(Data)

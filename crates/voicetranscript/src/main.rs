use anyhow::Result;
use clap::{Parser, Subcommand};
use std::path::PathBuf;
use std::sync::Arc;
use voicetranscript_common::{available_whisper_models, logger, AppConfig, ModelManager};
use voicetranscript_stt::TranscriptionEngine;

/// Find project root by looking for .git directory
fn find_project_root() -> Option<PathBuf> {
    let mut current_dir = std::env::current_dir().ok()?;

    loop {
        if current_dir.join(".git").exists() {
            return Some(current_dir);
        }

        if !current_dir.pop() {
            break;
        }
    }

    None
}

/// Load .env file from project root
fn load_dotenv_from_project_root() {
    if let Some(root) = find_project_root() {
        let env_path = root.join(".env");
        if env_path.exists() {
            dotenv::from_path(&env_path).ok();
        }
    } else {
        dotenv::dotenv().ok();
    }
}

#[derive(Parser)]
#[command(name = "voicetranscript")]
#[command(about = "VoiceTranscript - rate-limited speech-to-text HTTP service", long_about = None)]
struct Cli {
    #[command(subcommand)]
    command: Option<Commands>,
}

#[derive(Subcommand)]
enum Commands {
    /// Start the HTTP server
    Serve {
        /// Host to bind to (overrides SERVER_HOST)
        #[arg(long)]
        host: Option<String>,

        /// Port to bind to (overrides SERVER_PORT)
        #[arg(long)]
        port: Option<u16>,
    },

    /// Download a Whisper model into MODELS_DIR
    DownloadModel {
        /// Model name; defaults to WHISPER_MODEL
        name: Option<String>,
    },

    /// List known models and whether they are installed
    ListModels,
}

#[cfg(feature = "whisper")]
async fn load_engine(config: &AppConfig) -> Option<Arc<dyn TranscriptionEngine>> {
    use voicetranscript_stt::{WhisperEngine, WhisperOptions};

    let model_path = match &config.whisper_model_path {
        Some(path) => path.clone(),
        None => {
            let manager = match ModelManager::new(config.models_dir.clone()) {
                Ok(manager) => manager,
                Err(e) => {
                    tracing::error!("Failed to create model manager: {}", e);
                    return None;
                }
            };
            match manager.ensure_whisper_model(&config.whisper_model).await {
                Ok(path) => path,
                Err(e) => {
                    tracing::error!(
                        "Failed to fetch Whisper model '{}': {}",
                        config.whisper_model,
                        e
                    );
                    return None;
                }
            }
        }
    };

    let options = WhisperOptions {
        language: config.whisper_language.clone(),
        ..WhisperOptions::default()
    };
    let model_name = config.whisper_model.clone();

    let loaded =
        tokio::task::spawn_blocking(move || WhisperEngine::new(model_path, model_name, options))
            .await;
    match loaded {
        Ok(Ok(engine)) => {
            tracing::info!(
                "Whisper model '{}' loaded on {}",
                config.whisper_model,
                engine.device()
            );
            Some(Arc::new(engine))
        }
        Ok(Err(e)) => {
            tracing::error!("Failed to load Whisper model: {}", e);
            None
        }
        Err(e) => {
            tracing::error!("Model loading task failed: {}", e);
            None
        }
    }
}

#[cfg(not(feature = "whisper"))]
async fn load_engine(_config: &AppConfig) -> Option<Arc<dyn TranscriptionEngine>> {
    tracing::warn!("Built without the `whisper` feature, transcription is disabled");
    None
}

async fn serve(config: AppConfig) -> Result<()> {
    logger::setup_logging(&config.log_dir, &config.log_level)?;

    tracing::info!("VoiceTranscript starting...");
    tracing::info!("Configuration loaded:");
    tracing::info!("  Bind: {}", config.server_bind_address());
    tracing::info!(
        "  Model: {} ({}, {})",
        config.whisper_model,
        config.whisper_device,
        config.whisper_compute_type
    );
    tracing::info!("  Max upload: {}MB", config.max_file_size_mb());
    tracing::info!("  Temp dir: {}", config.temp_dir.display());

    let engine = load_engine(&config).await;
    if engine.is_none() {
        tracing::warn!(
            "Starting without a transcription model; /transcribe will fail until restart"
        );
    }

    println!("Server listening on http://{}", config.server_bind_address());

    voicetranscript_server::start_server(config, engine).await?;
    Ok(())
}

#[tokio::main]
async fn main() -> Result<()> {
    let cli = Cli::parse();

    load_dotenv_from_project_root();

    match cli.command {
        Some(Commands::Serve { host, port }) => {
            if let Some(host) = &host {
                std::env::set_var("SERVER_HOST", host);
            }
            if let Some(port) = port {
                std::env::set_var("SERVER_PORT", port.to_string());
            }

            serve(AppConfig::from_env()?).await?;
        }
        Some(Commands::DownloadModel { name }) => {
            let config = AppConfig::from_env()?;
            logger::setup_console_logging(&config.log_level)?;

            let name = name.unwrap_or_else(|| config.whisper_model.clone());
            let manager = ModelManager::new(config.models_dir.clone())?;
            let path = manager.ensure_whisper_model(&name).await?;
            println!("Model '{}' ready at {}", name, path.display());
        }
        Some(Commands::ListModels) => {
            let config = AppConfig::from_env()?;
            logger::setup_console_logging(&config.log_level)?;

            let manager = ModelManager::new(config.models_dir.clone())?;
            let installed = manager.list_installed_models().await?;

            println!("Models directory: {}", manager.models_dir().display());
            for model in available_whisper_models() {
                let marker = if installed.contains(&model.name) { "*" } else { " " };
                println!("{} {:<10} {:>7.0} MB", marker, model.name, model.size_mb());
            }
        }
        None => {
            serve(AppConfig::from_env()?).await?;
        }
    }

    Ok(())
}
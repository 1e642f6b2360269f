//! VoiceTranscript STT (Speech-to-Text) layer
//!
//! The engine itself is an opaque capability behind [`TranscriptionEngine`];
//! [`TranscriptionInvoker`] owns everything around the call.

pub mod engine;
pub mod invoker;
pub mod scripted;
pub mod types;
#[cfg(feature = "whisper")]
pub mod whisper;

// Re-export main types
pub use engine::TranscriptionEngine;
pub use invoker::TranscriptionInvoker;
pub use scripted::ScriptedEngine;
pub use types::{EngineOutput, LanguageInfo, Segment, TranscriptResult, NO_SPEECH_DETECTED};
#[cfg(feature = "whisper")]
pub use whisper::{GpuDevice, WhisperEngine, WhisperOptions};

(Work to complete)
Retype the listing exactly, in full.

(Response area)
filename crates/voicetranscript/src/main.rs
use anyhow::Result;
use clap::{Parser, Subcommand};
use std::path::PathBuf;
use std::sync::Arc;
use voicetranscript_common::{available_whisper_models, logger, AppConfig, ModelManager};
use voicetranscript_stt::TranscriptionEngine;

/// Find project root by looking for .git directory
fn find_project_root() -> Option<PathBuf> {
    let mut current_dir = std::env::current_dir().ok()?;

    loop {
        if current_dir.join(".git").exists() {
            return Some(current_dir);
        }

        if !current_dir.pop() {
            break;
        }
    }

    None
}

/// Load .env file from project root
fn load_dotenv_from_project_root() {
    if let Some(root) = find_project_root() {
        let env_path = root.join(".env");
        if env_path.exists() {
            dotenv::from_path(&env_path).ok();
        }
    } else {
        dotenv::dotenv().ok();
    }
}

#[derive(Parser)]
#[command(name = "voicetranscript")]
#[command(about = "VoiceTranscript - rate-limited speech-to-text HTTP service", long_about = None)]
struct Cli {
    #[command(subcommand)]
    command: Option<Commands>,
}

#[derive(Subcommand)]
enum Commands {
    /// Start the HTTP server
    Serve {
        /// Host to bind to (overrides SERVER_HOST)
        #[arg(long)]
        host: Option<String>,

        /// Port to bind to (overrides SERVER_PORT)
        #[arg(long)]
        port: Option<u16>,
    },

    /// Download a Whisper model into MODELS_DIR
    DownloadModel {
        /// Model name; defaults to WHISPER_MODEL
        name: Option<String>,
    },

    /// List known models and whether they are installed
    ListModels,
}

#[cfg(feature = "whisper")]
async fn load_engine(config: &AppConfig) -> Option<Arc<dyn TranscriptionEngine>> {
    use voicetranscript_stt::{WhisperEngine, WhisperOptions};

    let model_path = match &config.whisper_model_path {
        Some(path) => path.clone(),
        None => {
            let manager = match ModelManager::new(config.models_dir.clone()) {
                Ok(manager) => manager,
                Err(e) => {
                    tracing::error!("Failed to create model manager: {}", e);
                    return None;
                }
            };
            match manager.ensure_whisper_model(&config.whisper_model).await {
                Ok(path) => path,
                Err(e) => {
                    tracing::error!(
                        "Failed to fetch Whisper model '{}': {}",
                        config.whisper_model,
                        e
                    );
                    return None;
                }
            }
        }
    };

    let options = WhisperOptions {
        language: config.whisper_language.clone(),
        ..WhisperOptions::default()
    };
    let model_name = config.whisper_model.clone();

    let loaded =
        tokio::task::spawn_blocking(move || WhisperEngine::new(model_path, model_name, options))
            .await;
    match loaded {
        Ok(Ok(engine)) => {
            tracing::info!(
                "Whisper model '{}' loaded on {}",
                config.whisper_model,
                engine.device()
            );
            Some(Arc::new(engine))
        }
        Ok(Err(e)) => {
            tracing::error!("Failed to load Whisper model: {}", e);
            None
        }
        Err(e) => {
            tracing::error!("Model loading task failed: {}", e);
            None
        }
    }
}

#[cfg(not(feature = "whisper"))]
async fn load_engine(_config: &AppConfig) -> Option<Arc<dyn TranscriptionEngine>> {
    tracing::warn!("Built without the `whisper` feature, transcription is disabled");
    None
}

async fn serve(config: AppConfig) -> Result<()> {
    logger::setup_logging(&config.log_dir, &config.log_level)?;

    tracing::info!("VoiceTranscript starting...");
    tracing::info!("Configuration loaded:");
    tracing::info!("  Bind: {}", config.server_bind_address());
    tracing::info!(
        "  Model: {} ({}, {})",
        config.whisper_model,
        config.whisper_device,
        config.whisper_compute_type
    );
    tracing::info!("  Max upload: {}MB", config.max_file_size_mb());
    tracing::info!("  Temp dir: {}", config.temp_dir.display());

    let engine = load_engine(&config).await;
    if engine.is_none() {
        tracing::warn!(
            "Starting without a transcription model; /transcribe will fail until restart"
        );
    }

    println!("Server listening on http://{}", config.server_bind_address());

    voicetranscript_server::start_server(config, engine).await?;
    Ok(())
}

#[tokio::main]
async fn main() -> Result<()> {
    let cli = Cli::parse();

    load_dotenv_from_project_root();

    match cli.command {
        Some(Commands::Serve { host, port }) => {
            if let Some(host) = &host {
                std::env::set_var("SERVER_HOST", host);
            }
            if let Some(port) = port {
                std::env::set_var("SERVER_PORT", port.to_string());
            }

            serve(AppConfig::from_env()?).await?;
        }
        Some(Commands::DownloadModel { name }) => {
            let config = AppConfig::from_env()?;
            logger::setup_console_logging(&config.log_level)?;

            let name = name.unwrap_or_else(|| config.whisper_model.clone());
            let manager = ModelManager::new(config.models_dir.clone())?;
            let path = manager.ensure_whisper_model(&name).await?;
            println!("Model '{}' ready at {}", name, path.display());
        }
        Some(Commands::ListModels) => {
            let config = AppConfig::from_env()?;
            logger::setup_console_logging(&config.log_level)?;

            let manager = ModelManager::new(config.models_dir.clone())?;
            let installed = manager.list_installed_models().await?;

            println!("Models directory: {}", manager.models_dir().display());
            for model in available_whisper_models() {
                let marker = if installed.contains(&model.name) { "*" } else { " " };
                println!("{} {:<10} {:>7.0} MB", marker, model.name, model.size_mb());
            }
        }
        None => {
            serve(AppConfig::from_env()?).await?;
        }
    }

    Ok(())
}
repository 1e642f6b2360269f
//! VoiceTranscript STT (Speech-to-Text) layer
//!
//! The engine itself is an opaque capability behind [`TranscriptionEngine`];
//! [`TranscriptionInvoker`] owns everything around the call.

pub mod engine;
pub mod invoker;
pub mod scripted;
pub mod types;
#[cfg(feature = "whisper")]
pub mod whisper;

// Re-export main types
pub use engine::TranscriptionEngine;
pub use invoker::TranscriptionInvoker;
pub use scripted::ScriptedEngine;
pub use types::{EngineOutput, LanguageInfo, Segment, TranscriptResult, NO_SPEECH_DETECTED};
#[cfg(feature = "whisper")]
pub use whisper::{GpuDevice, WhisperEngine, WhisperOptions};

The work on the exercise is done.